Le sous-entendu de l'économiste en question était que si les salariés occupaient de tels postes, c'est parce que les employeurs ne payaient pas au juste prix des gens compétents pour ces postes. C'est peut-être vrai, mais ce n'est pas le seul problème. C'est faire assez vite fi d'une concurrence interne et d'un tas d'emplois ineptes que l'on rencontre dans les grandes structures qui peuvent se payer le luxe d'héberger des parasites.

En effet, il convient de distinguer les petites entreprises des grands groupes.

Dans une petite entreprise, il est impossible de faire illusion. Soit vous êtes à votre place et cela se passe raisonnablement bien, soit vous avez franchi votre seuil d'incompétence et vous partez. Vous partez de gré parce que l'employeur vous change de poste ou vous montre la porte, ou de force parce que l'entreprise va au tapis. Dans les deux cas, vous êtes dehors ou remis à un poste vous correspondant.

Dans un grand groupe, en revanche, la situation est un peu différente. La dilution des talents est forte et tout cela se moyenne finalement assez bien pour maintenir en dessous de leurs limites de compétence et assez loin de cette dernière assez d'employés pour que l'entreprise fonctionne encore à peu près correctement. Les autres sont utilisés à ce qu'on appelait naguère des bullshit jobs pompeusement qualifiés de chef de projet, de référence machin chose ou de tout autre titre ronflant et vide de sens consistant à produire une ou deux fois par mois un document que personne ne lira sauf peut-être la grignoteuse. La conséquence immédiate est que la partie des employés effectivement productive est frustrée. Elle l'est d'autant plus qu'elle est généralement encadrée par des supérieurs hiérarchiques qui ne savent plus en quoi consiste l'activité de leurs subalternes. Dans mes vingt-cinq ans de carrière, j'ai très, trop souvent vu cela. Et à chaque fois que je l'ai constaté, le résultat fut à la hauteur d'une catastrophe industrielle d'ampleur biblique parce que les exécutants finissaient par faire n'importe quoi sciemment ou non, le responsable ne sachant pas à quel moment le projet lui échappait ni comment le remettre sur les rails s'il s'en rendait finalement compte. Si l'entreprise est assez grande, certains projets passent à la trappe, s'il elle ne l'est pas assez, cela peut aller assez rapidement au dépôt de bilan.
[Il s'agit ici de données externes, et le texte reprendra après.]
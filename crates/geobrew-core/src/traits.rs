// crates/geobrew-core/src/traits.rs
use crate::error::Result;
use crate::model::{GeoHit, GeoPoint, SortOrder};
use std::collections::HashMap;

/// Store abstraction: the hash and geo commands the builders and queries need.
///
/// Every method is a thin pass-through to one store command. Distance
/// computation, spatial indexing and ranking stay on the store side.
///
/// Methods take `&mut self` because a single blocking connection is used for
/// the whole run; callers construct it once and pass it down.
///
/// # Example
///
/// ```rust
/// use geobrew_core::store::MemoryStore;
/// use geobrew_core::{GeoPoint, GeoStore};
///
/// let mut store = MemoryStore::new();
/// store.geo_add("idx:cities", "1", GeoPoint::new(-0.1275, 51.5072)).unwrap();
/// let pos = store.geo_position("idx:cities", "1").unwrap();
/// assert_eq!(pos, Some(GeoPoint::new(-0.1275, 51.5072)));
/// ```
pub trait GeoStore {
    /// Writes a record as a hash under `key` (`HSET`). An empty mapping is a no-op.
    fn set_fields(&mut self, key: &str, fields: &[(String, String)]) -> Result<()>;

    /// Reads a whole hash (`HGETALL`). A missing key yields an empty map.
    fn get_fields(&mut self, key: &str) -> Result<HashMap<String, String>>;

    /// Sets one field of an index hash.
    fn set_index_entry(&mut self, index: &str, field: &str, value: &str) -> Result<()> {
        self.set_index_entries(index, &[(field.to_string(), value.to_string())])
    }

    /// Sets many fields of an index hash in one round-trip.
    fn set_index_entries(&mut self, index: &str, entries: &[(String, String)]) -> Result<()> {
        self.set_fields(index, entries)
    }

    /// Reads one field of an index hash (`HGET`).
    fn get_index_entry(&mut self, index: &str, field: &str) -> Result<Option<String>>;

    /// Adds or moves `member` in a geo index (`GEOADD`).
    fn geo_add(&mut self, index: &str, member: &str, point: GeoPoint) -> Result<()>;

    /// Position of `member` in a geo index (`GEOPOS`), `None` if absent.
    fn geo_position(&mut self, index: &str, member: &str) -> Result<Option<GeoPoint>>;

    /// Members within `radius_km` of `origin`, at most `limit`, in `order`
    /// (`GEOSEARCH ... BYRADIUS ... WITHDIST`).
    fn geo_search_nearest(
        &mut self,
        index: &str,
        origin: GeoPoint,
        radius_km: f64,
        limit: usize,
        order: SortOrder,
    ) -> Result<Vec<GeoHit>>;
}

impl<S: GeoStore + ?Sized> GeoStore for &mut S {
    fn set_fields(&mut self, key: &str, fields: &[(String, String)]) -> Result<()> {
        (**self).set_fields(key, fields)
    }

    fn get_fields(&mut self, key: &str) -> Result<HashMap<String, String>> {
        (**self).get_fields(key)
    }

    fn set_index_entry(&mut self, index: &str, field: &str, value: &str) -> Result<()> {
        (**self).set_index_entry(index, field, value)
    }

    fn set_index_entries(&mut self, index: &str, entries: &[(String, String)]) -> Result<()> {
        (**self).set_index_entries(index, entries)
    }

    fn get_index_entry(&mut self, index: &str, field: &str) -> Result<Option<String>> {
        (**self).get_index_entry(index, field)
    }

    fn geo_add(&mut self, index: &str, member: &str, point: GeoPoint) -> Result<()> {
        (**self).geo_add(index, member, point)
    }

    fn geo_position(&mut self, index: &str, member: &str) -> Result<Option<GeoPoint>> {
        (**self).geo_position(index, member)
    }

    fn geo_search_nearest(
        &mut self,
        index: &str,
        origin: GeoPoint,
        radius_km: f64,
        limit: usize,
        order: SortOrder,
    ) -> Result<Vec<GeoHit>> {
        (**self).geo_search_nearest(index, origin, radius_km, limit, order)
    }
}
Mais il existe aussi un autre facteur qu'il ne faut pas sous-estimer sous peine de ne pas comprendre ce qu'il se passe dans les grandes entreprises. En France, on bourre le crâne des étudiants dans les grandes écoles techniques en leur disant qu'à quarante ans ils devront faire autre chose que ce pour quoi ils ont été formés sinon ce seront des ratés. On met donc à des postes de responsabilités techniques, peut-être par effet de corps, des gens qui n'en ont pas la carrure, les débutants pissant la copie de chefs de projets alors qu'ils n'en ont pas les capacités. Un chef de projet, un responsable technique quelconque ne peut encadrer une équipe que s'il sait de quoi retourne exactement le travail qu'il distribue en terme de compétences et de quantité. Un débutant n'a pas cette expérience, aussi bon soit-il. À quarante ans, on prend les responsables techniques pour leur donner une sucette qui est un poste de chef de département ou de section alors qu'ils ne savent toujours pas de quoi on parle réellement, ils ne se sont jamais vraiment frottés aux problèmes. C'est comme cela que je me retrouve à intervenir dans des réunions soit disant techniques où plus personne ne sait de quoi il retourne.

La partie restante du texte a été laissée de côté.